(Saved data entries)
☆ ☆ ☆ ☆

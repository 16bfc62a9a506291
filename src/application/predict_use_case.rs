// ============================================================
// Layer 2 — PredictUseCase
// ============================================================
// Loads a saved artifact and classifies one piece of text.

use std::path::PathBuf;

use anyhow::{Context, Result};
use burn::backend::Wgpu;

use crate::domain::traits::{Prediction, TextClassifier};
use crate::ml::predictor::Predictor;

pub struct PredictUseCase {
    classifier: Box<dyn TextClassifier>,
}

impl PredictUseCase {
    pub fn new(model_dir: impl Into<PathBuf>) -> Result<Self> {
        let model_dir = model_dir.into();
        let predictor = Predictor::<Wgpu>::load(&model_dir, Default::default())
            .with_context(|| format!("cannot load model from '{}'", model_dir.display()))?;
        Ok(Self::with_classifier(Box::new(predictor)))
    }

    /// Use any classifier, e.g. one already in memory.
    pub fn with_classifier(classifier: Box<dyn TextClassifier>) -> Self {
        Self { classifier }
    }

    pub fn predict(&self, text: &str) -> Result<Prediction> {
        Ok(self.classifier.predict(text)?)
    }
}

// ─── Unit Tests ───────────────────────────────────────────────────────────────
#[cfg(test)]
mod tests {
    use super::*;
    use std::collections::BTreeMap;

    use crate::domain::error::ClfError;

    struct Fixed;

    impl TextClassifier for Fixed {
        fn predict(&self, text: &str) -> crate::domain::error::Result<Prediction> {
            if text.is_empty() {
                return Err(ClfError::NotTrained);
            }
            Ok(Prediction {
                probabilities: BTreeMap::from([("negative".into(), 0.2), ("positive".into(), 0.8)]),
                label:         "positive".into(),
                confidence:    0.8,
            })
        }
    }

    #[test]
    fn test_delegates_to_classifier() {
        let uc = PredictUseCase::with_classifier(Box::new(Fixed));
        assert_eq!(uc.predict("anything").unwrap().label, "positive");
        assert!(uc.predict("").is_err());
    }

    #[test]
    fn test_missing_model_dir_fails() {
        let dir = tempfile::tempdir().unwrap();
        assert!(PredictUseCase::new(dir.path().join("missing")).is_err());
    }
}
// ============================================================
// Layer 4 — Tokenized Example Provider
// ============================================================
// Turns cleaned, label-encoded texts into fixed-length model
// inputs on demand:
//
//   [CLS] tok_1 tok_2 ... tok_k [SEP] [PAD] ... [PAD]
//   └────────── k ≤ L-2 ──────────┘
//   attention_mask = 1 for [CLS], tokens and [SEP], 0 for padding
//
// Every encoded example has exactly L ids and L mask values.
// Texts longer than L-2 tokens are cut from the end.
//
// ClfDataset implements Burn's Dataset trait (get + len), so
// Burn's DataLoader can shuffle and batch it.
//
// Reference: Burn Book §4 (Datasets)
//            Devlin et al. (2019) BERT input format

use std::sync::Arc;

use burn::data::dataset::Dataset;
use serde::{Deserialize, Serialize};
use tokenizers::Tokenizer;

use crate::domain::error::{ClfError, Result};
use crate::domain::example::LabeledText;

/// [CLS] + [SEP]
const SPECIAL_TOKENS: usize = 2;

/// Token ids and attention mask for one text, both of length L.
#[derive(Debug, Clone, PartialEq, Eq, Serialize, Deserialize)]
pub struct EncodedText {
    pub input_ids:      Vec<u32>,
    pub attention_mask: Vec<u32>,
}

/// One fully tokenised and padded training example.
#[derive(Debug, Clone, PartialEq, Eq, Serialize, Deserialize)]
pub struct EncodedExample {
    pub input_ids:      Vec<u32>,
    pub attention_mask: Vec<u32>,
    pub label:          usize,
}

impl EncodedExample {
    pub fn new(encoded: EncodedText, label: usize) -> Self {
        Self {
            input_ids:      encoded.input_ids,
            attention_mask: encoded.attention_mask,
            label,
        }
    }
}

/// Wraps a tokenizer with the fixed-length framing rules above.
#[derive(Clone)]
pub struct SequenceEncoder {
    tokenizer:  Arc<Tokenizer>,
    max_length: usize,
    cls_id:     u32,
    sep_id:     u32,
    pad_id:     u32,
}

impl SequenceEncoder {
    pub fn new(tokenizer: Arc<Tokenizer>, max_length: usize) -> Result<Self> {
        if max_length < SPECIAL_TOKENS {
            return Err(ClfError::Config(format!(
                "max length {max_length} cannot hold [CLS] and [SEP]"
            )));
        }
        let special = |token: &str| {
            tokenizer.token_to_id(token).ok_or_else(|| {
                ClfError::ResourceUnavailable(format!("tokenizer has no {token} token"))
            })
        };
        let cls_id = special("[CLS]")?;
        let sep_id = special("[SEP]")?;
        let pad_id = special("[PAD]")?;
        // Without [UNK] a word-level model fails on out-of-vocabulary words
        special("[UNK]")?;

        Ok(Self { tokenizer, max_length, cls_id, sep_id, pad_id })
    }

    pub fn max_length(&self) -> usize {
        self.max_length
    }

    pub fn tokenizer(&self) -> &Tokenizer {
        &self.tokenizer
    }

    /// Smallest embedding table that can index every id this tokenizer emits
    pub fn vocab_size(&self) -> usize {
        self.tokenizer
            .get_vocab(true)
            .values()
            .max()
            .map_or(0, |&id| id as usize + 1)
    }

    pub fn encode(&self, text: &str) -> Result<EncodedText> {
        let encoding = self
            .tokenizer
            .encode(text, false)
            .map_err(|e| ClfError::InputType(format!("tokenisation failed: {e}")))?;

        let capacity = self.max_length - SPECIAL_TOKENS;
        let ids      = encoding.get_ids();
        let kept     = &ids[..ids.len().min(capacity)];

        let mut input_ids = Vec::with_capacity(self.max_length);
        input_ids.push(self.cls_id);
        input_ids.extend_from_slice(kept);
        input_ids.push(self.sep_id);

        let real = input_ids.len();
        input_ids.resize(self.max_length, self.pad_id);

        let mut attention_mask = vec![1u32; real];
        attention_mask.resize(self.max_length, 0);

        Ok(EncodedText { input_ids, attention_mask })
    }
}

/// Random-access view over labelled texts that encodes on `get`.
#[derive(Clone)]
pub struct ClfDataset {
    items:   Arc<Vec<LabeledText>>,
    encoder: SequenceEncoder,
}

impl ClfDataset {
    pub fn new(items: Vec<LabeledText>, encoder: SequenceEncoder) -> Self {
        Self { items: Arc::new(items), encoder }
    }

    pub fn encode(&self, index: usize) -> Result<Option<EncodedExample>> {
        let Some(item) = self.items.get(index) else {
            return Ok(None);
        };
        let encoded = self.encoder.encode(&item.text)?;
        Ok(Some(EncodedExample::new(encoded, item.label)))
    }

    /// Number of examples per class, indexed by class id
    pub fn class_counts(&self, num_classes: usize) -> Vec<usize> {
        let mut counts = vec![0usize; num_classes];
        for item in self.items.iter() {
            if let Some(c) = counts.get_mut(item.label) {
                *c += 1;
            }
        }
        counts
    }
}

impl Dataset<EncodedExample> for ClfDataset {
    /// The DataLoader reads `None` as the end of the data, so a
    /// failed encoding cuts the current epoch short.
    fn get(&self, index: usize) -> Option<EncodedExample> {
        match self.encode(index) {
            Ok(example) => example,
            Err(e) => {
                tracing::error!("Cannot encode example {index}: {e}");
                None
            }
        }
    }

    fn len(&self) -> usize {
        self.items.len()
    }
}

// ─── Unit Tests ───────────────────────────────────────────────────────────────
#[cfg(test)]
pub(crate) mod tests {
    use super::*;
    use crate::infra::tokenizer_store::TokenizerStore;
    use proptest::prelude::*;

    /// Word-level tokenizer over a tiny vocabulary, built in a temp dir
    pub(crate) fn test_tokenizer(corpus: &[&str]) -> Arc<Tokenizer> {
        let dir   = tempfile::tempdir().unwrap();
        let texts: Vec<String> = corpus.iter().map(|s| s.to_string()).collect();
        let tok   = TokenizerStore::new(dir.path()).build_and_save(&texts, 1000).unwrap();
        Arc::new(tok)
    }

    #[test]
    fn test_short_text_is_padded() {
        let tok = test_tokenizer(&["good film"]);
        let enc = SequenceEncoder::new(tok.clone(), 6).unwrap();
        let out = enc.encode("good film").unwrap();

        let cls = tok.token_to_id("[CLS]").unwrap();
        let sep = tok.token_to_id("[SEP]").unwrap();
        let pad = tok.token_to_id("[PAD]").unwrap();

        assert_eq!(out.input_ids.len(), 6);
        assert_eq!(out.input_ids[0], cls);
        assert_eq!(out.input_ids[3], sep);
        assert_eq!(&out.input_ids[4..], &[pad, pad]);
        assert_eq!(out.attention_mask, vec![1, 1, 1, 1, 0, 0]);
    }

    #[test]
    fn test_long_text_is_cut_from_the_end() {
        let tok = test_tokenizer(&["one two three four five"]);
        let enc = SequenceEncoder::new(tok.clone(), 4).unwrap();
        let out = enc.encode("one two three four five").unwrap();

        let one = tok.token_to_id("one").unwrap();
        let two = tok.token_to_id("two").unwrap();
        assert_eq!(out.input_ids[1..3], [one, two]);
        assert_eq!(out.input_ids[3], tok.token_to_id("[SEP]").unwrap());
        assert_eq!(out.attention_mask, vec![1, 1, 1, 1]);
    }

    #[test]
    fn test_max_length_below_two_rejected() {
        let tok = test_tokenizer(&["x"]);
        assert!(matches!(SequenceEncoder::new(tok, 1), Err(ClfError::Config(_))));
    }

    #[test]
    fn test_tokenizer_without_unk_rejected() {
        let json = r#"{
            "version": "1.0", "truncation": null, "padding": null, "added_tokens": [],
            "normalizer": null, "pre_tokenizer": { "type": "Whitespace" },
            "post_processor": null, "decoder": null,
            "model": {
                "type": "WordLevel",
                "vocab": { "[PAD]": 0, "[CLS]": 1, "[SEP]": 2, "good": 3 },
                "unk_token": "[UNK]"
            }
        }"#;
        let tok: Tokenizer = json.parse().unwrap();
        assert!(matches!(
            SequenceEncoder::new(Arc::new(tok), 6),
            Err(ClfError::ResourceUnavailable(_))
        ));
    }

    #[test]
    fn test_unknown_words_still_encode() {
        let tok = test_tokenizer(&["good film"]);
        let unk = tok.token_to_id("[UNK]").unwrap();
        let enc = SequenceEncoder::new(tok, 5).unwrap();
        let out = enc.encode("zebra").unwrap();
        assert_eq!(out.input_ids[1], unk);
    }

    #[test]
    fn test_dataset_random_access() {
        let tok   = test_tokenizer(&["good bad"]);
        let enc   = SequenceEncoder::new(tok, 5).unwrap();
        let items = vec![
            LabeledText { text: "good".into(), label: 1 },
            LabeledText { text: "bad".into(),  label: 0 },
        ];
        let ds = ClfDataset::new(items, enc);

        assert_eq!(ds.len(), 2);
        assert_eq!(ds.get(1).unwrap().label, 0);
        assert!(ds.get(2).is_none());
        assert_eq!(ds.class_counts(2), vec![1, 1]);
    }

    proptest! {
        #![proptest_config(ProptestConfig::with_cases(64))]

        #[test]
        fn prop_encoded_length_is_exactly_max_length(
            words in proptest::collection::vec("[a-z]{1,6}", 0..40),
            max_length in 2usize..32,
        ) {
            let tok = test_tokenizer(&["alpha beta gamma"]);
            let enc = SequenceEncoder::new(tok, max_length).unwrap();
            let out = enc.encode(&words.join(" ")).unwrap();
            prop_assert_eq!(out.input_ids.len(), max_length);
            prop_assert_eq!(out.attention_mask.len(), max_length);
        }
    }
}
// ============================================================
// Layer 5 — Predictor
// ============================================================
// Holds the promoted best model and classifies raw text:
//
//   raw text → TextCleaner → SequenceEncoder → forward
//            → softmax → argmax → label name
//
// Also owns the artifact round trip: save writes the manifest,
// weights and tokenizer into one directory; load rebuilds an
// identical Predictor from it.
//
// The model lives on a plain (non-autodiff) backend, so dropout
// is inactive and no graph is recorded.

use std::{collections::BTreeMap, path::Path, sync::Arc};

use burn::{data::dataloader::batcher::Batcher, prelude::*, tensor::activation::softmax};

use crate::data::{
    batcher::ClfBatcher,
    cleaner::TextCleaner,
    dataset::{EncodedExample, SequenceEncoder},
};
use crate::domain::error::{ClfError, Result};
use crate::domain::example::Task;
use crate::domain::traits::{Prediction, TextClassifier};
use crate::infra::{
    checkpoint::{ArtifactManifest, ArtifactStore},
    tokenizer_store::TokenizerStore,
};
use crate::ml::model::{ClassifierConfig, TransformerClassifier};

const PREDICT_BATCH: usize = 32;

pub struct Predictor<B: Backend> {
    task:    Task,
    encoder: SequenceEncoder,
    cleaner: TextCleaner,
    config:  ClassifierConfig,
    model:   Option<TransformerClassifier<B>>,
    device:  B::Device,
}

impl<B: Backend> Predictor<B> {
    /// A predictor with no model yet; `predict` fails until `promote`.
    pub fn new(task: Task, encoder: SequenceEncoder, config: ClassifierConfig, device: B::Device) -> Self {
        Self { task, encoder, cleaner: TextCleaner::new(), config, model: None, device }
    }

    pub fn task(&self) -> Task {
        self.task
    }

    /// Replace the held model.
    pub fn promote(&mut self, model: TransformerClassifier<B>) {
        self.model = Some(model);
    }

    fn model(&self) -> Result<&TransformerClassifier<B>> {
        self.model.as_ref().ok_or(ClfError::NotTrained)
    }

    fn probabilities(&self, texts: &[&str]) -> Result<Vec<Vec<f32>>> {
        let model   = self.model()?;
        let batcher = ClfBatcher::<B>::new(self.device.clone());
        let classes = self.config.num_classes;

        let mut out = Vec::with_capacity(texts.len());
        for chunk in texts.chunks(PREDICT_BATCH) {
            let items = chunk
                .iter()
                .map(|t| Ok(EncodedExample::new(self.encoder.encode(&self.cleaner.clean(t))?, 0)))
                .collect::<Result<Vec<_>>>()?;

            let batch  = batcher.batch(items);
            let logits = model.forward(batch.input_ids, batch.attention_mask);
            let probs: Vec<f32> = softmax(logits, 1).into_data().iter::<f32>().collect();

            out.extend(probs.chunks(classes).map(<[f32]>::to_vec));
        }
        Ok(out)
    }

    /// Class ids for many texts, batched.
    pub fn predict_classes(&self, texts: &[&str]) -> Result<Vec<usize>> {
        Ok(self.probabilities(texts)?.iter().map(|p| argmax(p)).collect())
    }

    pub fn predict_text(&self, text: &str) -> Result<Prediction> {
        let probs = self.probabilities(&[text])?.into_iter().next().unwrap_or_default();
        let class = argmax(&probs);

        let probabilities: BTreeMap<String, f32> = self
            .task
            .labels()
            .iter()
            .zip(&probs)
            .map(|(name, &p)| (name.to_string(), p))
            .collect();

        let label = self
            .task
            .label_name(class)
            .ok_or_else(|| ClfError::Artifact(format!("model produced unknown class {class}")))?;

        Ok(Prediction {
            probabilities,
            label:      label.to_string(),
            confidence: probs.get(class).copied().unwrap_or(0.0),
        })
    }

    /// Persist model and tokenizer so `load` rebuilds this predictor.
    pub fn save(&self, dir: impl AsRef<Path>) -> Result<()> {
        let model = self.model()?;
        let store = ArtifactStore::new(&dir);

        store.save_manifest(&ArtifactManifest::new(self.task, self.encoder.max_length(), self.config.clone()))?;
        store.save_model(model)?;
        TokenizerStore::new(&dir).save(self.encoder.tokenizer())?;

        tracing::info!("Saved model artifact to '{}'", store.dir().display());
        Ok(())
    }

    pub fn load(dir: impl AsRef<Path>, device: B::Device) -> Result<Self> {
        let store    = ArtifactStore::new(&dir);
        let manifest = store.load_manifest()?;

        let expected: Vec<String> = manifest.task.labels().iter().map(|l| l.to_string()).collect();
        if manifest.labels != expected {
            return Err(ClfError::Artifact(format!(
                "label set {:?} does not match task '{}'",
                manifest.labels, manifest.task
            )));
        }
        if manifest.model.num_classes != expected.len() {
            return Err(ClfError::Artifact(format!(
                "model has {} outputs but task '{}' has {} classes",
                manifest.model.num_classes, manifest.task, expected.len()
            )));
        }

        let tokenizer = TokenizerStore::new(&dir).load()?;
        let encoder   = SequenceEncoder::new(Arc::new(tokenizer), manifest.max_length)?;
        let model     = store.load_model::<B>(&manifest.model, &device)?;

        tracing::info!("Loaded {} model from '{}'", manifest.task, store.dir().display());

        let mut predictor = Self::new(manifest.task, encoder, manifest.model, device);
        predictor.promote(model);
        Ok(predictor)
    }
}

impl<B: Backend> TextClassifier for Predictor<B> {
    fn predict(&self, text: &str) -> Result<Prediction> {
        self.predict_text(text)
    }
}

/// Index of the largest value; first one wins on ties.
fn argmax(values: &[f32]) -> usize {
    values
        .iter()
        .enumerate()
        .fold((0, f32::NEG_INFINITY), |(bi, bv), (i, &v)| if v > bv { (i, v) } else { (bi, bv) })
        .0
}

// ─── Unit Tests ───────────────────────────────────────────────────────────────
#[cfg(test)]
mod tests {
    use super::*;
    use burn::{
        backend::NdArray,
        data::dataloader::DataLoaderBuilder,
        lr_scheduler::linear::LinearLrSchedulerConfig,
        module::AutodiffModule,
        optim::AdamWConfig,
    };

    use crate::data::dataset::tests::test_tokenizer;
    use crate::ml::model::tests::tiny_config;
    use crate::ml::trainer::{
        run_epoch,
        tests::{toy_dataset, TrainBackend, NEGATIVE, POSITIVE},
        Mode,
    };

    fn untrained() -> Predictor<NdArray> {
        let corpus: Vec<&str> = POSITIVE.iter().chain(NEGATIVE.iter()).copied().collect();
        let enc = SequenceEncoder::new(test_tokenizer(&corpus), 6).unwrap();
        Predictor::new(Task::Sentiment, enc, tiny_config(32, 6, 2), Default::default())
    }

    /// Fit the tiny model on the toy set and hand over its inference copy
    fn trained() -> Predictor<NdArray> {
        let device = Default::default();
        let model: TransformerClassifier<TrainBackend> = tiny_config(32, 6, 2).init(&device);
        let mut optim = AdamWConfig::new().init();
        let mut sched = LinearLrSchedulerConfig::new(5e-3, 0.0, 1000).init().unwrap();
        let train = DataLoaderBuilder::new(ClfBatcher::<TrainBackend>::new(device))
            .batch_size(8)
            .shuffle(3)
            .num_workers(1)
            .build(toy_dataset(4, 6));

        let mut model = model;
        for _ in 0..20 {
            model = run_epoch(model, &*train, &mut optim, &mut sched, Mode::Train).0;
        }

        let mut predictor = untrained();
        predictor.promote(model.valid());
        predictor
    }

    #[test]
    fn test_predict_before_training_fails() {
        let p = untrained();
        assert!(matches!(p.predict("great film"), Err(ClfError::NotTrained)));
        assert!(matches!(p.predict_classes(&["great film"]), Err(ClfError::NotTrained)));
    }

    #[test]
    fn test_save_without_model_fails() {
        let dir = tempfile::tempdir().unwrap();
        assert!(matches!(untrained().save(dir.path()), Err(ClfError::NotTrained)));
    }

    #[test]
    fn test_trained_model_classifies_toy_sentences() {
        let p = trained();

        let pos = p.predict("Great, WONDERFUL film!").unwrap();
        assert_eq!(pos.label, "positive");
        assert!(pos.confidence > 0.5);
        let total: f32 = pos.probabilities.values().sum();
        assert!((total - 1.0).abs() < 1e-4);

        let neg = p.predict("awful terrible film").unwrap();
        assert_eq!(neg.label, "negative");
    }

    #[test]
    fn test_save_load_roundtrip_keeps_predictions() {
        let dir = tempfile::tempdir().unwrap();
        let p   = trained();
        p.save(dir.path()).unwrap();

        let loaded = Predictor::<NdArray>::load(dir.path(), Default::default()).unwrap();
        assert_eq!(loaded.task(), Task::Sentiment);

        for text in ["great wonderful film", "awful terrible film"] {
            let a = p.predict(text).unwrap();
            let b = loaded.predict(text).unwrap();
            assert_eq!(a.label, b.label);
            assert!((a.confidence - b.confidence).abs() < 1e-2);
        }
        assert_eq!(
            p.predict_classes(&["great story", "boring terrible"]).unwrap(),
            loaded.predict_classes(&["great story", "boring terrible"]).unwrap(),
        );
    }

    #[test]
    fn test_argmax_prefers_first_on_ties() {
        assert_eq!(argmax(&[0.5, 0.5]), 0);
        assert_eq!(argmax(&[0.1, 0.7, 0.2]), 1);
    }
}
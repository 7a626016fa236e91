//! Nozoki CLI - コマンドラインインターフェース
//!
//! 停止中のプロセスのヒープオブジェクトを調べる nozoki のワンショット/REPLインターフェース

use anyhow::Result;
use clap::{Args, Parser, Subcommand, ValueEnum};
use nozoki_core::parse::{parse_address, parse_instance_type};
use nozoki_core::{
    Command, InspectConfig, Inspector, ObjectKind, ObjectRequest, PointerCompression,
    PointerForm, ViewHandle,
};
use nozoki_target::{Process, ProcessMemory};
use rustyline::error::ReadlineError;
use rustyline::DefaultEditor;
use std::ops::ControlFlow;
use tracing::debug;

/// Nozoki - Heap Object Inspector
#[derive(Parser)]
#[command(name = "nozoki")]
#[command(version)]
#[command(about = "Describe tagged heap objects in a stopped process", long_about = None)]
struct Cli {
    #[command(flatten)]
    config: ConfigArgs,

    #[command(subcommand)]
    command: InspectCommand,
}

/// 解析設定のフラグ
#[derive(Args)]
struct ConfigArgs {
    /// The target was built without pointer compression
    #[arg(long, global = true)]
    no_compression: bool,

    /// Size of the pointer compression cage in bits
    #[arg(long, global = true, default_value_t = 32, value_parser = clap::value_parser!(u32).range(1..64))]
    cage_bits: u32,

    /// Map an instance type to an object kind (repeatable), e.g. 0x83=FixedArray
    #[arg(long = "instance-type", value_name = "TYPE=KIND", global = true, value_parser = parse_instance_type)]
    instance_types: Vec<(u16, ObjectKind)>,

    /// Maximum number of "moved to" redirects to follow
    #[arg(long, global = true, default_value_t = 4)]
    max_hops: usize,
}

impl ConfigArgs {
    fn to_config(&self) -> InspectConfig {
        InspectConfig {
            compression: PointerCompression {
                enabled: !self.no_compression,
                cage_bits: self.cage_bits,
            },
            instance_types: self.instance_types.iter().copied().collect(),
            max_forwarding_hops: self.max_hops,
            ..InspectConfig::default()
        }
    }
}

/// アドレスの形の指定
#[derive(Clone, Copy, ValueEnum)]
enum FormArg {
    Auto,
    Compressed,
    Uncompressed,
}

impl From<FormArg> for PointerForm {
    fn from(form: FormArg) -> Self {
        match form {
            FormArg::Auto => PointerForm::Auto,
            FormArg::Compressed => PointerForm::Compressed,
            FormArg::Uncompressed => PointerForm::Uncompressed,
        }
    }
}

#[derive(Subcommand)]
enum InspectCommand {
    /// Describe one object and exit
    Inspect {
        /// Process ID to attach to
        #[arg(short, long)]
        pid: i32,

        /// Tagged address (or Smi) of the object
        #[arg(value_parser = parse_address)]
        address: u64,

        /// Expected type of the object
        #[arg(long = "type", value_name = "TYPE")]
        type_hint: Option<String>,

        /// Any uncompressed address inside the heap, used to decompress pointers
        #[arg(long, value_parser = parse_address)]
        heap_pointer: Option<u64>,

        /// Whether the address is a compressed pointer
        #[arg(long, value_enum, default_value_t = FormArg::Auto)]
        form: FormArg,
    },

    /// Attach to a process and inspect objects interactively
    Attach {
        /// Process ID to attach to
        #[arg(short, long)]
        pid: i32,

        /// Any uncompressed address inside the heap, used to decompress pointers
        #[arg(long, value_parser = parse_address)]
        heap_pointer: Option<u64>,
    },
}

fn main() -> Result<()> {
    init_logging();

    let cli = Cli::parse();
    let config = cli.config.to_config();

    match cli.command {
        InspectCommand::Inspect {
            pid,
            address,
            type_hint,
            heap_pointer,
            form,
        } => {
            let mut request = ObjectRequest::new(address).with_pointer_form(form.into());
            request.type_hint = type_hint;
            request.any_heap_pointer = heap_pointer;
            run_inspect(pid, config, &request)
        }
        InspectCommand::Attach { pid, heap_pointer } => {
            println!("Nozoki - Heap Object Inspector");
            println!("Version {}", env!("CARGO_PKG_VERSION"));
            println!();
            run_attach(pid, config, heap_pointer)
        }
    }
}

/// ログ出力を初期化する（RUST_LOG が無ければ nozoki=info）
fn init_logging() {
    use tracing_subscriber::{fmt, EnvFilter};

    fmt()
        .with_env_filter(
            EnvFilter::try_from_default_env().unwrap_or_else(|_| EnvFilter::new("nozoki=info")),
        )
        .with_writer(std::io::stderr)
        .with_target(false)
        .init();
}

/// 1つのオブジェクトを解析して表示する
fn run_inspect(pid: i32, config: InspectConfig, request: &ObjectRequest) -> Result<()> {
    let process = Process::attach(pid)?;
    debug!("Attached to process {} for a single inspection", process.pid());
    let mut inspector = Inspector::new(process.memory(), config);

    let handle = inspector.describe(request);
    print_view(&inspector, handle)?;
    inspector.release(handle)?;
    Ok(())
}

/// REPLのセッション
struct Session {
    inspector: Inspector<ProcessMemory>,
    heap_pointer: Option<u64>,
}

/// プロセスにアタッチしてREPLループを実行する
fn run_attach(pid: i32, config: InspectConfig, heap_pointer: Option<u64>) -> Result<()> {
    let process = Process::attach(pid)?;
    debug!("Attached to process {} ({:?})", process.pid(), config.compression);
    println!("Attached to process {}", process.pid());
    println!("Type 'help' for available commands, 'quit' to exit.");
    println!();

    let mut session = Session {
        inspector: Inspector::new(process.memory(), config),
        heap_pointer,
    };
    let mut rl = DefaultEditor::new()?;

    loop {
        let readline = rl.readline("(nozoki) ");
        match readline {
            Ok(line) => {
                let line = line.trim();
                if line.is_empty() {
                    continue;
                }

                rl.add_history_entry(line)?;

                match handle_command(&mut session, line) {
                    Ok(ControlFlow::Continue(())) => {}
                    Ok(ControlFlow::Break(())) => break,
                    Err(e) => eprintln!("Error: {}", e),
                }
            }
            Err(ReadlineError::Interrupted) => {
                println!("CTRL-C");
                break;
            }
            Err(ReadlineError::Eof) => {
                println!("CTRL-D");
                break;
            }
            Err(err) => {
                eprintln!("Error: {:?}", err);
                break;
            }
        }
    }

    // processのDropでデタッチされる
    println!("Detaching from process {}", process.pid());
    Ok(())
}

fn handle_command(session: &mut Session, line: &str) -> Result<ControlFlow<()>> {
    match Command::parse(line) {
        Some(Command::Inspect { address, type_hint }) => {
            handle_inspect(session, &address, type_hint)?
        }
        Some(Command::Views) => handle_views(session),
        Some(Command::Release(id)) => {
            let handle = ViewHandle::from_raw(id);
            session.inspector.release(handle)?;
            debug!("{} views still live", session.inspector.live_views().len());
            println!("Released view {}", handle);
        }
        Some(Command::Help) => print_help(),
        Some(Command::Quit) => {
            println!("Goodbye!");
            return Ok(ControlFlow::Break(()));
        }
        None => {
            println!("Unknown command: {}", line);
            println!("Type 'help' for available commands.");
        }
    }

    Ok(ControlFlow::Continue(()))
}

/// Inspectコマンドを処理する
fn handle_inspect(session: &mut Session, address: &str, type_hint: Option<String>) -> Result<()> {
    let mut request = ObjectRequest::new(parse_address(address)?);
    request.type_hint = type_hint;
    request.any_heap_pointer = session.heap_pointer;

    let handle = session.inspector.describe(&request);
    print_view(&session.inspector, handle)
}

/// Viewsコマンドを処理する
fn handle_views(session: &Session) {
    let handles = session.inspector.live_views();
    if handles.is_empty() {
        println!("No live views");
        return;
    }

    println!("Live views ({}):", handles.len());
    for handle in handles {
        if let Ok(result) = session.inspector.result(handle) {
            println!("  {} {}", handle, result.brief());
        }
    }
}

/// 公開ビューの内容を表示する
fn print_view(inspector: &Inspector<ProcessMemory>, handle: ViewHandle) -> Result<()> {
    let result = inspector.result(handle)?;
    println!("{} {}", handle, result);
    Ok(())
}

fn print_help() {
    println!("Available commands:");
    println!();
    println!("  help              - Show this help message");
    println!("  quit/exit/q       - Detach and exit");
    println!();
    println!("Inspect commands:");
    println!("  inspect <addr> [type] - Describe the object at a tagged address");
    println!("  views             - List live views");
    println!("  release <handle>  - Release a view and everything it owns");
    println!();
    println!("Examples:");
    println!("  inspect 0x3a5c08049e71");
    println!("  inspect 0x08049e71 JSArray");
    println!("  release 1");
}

☆ ☆ ☆ ☆

> Your instructions:
Return every line from the entries above that contains the word "ClfBatcher".

> Task output:
    batcher::ClfBatcher,
        let batcher = ClfBatcher::<B>::new(self.device.clone());
        let train = DataLoaderBuilder::new(ClfBatcher::<TrainBackend>::new(device))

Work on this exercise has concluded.